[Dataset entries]
=====

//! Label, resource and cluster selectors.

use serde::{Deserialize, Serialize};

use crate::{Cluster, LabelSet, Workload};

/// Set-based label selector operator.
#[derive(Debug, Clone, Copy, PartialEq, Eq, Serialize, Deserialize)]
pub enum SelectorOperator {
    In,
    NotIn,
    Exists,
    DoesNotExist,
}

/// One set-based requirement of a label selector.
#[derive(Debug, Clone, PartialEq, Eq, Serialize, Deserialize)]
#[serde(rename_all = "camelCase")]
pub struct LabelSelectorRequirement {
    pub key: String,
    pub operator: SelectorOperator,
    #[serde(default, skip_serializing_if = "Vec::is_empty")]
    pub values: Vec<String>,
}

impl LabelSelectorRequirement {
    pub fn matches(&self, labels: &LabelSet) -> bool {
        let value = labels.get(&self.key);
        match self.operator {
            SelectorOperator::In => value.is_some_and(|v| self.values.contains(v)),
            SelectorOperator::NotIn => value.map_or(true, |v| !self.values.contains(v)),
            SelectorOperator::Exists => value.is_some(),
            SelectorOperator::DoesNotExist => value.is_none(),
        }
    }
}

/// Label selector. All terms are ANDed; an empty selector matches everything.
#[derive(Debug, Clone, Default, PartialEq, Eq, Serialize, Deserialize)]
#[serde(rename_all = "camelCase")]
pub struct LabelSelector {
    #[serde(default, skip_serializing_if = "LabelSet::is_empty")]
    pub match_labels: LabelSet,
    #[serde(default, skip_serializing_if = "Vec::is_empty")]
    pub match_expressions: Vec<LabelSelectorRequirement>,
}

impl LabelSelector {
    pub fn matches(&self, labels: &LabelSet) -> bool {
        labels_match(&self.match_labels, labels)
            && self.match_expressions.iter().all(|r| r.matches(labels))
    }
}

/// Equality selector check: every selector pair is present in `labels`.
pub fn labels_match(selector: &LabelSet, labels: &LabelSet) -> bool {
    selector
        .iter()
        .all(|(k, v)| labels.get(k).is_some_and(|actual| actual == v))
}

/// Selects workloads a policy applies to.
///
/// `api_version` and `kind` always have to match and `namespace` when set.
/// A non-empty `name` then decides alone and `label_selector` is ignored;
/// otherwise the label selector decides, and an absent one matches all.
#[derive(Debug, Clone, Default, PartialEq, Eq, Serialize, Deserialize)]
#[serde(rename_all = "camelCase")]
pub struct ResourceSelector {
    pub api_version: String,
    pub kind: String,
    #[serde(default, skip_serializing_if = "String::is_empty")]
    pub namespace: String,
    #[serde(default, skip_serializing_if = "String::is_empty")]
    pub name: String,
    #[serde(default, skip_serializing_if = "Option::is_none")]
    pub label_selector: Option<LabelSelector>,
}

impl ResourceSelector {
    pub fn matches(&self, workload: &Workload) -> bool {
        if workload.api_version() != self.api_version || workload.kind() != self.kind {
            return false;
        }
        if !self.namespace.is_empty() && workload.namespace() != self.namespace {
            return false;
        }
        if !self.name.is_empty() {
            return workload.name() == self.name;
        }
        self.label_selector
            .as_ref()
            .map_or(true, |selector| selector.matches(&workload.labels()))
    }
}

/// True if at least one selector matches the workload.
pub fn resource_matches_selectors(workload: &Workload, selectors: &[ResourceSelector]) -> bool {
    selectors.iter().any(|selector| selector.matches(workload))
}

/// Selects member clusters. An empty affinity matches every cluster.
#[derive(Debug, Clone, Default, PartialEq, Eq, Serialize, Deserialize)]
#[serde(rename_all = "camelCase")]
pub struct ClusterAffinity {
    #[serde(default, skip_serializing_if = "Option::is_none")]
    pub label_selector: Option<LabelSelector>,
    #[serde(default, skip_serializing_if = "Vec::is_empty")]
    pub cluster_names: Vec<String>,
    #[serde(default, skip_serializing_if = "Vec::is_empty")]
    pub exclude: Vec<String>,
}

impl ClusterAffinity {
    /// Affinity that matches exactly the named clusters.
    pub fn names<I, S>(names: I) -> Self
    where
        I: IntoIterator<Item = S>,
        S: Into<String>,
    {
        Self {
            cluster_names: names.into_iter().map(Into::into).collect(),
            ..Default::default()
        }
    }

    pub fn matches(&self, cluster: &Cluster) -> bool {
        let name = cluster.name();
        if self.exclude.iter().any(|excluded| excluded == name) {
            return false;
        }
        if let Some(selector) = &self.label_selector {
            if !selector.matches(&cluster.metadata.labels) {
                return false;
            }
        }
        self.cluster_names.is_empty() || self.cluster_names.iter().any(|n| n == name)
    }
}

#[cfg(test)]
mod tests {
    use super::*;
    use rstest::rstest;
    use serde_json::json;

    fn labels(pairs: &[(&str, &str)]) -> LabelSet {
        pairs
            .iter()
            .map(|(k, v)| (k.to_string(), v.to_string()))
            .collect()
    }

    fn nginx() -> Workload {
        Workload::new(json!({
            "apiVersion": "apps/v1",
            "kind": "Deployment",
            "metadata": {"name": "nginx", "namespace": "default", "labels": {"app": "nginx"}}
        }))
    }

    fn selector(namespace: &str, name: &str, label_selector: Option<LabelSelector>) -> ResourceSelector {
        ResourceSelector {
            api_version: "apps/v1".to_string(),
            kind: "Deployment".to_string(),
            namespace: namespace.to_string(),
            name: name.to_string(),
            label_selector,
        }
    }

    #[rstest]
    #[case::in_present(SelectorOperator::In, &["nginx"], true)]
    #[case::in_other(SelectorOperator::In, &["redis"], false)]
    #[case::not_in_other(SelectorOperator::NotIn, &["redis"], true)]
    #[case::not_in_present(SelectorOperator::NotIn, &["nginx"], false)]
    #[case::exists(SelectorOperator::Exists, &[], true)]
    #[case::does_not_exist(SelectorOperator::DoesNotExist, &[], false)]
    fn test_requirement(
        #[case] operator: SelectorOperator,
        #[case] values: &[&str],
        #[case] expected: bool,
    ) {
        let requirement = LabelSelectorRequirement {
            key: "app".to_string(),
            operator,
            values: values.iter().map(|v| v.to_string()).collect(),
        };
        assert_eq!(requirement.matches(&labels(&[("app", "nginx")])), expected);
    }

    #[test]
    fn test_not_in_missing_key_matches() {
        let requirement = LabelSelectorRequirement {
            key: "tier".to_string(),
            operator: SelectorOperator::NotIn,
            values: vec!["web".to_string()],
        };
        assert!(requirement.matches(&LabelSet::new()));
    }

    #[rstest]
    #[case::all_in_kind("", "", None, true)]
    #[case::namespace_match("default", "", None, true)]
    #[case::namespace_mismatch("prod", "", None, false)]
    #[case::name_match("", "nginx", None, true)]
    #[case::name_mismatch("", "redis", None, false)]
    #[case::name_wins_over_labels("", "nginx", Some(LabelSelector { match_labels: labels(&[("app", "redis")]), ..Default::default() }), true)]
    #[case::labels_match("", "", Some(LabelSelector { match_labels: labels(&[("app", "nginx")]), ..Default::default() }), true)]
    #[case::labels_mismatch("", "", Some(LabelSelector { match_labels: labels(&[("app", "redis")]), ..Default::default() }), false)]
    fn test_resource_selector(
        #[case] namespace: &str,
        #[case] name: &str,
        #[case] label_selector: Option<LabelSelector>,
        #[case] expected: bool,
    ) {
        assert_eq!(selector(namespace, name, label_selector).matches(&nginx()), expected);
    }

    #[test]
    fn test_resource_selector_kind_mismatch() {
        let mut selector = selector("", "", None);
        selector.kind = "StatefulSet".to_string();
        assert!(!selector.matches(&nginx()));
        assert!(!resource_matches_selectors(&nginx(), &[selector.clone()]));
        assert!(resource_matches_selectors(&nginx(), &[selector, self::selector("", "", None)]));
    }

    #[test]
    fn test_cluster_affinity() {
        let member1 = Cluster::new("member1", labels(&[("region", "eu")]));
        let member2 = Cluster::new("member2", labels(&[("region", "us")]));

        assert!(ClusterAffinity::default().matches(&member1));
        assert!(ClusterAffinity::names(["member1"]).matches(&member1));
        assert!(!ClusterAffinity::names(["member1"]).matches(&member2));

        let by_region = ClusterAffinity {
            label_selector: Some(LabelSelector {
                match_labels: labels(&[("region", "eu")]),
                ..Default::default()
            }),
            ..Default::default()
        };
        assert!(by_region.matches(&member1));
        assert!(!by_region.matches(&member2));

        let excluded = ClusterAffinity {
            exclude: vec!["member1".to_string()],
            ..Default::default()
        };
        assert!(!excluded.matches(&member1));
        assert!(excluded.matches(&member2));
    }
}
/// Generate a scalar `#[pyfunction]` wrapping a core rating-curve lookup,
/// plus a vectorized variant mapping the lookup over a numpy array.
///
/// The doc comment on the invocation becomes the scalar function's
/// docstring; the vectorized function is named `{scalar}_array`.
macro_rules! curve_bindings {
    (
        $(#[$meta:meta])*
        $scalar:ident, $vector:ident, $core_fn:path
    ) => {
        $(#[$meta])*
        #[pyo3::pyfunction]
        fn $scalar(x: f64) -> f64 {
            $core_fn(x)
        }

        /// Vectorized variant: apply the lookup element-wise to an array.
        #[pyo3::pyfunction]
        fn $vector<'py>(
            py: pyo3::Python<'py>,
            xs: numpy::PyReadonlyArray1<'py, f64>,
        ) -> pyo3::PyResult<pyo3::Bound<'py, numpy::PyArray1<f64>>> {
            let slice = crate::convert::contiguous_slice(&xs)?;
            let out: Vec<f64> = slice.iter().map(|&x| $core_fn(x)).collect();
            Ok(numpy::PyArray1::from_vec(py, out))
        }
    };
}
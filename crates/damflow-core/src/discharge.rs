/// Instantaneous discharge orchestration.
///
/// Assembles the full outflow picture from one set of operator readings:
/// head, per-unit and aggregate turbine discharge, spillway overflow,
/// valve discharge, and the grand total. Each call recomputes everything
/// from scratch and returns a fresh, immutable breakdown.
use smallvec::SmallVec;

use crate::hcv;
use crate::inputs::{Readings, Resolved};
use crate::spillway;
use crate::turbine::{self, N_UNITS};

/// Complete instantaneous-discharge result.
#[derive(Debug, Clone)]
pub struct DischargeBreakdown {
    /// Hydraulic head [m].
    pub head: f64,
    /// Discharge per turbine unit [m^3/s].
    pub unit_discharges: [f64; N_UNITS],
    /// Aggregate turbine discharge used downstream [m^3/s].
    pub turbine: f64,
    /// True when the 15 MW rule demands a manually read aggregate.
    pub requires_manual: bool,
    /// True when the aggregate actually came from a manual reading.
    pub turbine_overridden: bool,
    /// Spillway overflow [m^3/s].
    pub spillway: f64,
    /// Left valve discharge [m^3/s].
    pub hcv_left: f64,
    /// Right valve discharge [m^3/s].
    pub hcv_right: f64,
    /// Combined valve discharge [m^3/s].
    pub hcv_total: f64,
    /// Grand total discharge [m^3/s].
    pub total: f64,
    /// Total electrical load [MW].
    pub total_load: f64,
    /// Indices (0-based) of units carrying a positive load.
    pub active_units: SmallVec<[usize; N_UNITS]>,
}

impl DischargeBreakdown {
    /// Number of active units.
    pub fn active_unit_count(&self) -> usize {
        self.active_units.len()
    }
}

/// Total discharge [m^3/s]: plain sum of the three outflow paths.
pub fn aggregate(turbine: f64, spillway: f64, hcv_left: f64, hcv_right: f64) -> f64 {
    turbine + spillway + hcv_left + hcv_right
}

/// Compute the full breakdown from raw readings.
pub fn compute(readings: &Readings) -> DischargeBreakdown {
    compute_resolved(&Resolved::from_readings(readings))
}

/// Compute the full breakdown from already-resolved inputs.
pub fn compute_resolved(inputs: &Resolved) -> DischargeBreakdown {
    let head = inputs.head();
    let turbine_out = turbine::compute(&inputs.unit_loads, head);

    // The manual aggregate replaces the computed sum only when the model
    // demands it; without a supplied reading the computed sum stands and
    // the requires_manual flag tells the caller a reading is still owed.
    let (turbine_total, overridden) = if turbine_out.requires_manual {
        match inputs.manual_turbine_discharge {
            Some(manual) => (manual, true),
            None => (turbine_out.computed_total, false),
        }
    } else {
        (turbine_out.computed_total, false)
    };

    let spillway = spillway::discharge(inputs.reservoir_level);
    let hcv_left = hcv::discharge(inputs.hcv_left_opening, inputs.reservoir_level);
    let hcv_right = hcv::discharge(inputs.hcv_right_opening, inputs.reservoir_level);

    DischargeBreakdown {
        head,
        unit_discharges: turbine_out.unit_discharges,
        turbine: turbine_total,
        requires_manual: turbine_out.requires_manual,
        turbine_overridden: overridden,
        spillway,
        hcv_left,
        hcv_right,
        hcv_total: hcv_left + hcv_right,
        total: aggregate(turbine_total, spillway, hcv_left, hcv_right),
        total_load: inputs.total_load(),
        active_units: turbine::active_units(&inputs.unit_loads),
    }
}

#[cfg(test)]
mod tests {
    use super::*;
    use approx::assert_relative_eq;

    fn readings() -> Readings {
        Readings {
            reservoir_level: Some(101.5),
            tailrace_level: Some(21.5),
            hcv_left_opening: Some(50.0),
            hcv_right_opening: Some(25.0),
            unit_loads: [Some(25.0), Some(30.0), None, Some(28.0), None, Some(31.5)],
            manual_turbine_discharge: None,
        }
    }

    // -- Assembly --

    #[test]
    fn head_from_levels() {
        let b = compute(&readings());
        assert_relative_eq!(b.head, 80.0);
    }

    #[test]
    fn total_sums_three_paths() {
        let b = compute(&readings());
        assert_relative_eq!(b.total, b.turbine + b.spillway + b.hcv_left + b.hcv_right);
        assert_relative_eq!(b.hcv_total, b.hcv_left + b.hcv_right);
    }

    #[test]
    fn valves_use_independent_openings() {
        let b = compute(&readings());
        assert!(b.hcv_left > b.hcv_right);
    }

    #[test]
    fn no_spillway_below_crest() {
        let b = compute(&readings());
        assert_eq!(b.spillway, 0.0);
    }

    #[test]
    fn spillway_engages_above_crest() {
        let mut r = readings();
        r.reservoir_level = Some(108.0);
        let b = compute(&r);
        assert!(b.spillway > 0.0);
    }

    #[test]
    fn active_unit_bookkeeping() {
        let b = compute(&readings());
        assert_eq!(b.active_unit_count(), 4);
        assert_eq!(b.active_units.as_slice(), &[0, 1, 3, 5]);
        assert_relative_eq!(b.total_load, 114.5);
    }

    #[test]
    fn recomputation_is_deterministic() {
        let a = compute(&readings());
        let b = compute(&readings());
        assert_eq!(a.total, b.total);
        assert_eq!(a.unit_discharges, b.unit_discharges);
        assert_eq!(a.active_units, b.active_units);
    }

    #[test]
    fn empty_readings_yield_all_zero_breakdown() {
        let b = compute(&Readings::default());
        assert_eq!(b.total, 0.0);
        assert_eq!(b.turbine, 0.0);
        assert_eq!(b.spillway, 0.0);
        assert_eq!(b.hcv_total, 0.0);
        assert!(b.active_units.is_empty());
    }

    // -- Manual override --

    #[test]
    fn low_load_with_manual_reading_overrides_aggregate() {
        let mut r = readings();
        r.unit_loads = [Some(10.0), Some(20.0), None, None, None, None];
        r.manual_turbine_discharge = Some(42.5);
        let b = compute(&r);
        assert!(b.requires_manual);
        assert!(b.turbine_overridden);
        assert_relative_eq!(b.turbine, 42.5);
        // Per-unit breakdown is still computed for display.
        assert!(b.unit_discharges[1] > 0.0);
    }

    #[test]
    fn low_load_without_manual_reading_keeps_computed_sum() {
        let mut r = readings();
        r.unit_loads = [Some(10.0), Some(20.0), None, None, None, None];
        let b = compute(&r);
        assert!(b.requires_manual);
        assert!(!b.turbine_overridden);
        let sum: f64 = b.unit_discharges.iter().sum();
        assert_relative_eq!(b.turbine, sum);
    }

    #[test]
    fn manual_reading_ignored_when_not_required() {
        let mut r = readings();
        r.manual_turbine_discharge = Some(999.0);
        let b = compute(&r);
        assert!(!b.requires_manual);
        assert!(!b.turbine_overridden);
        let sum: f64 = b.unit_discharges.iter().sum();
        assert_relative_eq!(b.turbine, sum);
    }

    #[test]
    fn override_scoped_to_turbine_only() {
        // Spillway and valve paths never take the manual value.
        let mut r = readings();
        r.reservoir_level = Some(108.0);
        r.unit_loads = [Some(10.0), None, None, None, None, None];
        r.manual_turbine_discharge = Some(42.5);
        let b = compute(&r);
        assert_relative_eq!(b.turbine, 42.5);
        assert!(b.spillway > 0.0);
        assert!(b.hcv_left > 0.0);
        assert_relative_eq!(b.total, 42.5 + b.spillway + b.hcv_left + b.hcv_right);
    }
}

=====

- [Task directions] Which lines of the records above hold the word "Exists"? Copy each of them.

- [Solution to the exercise]
    Exists,
            SelectorOperator::Exists => value.is_some(),
    #[case::exists(SelectorOperator::Exists, &[], true)]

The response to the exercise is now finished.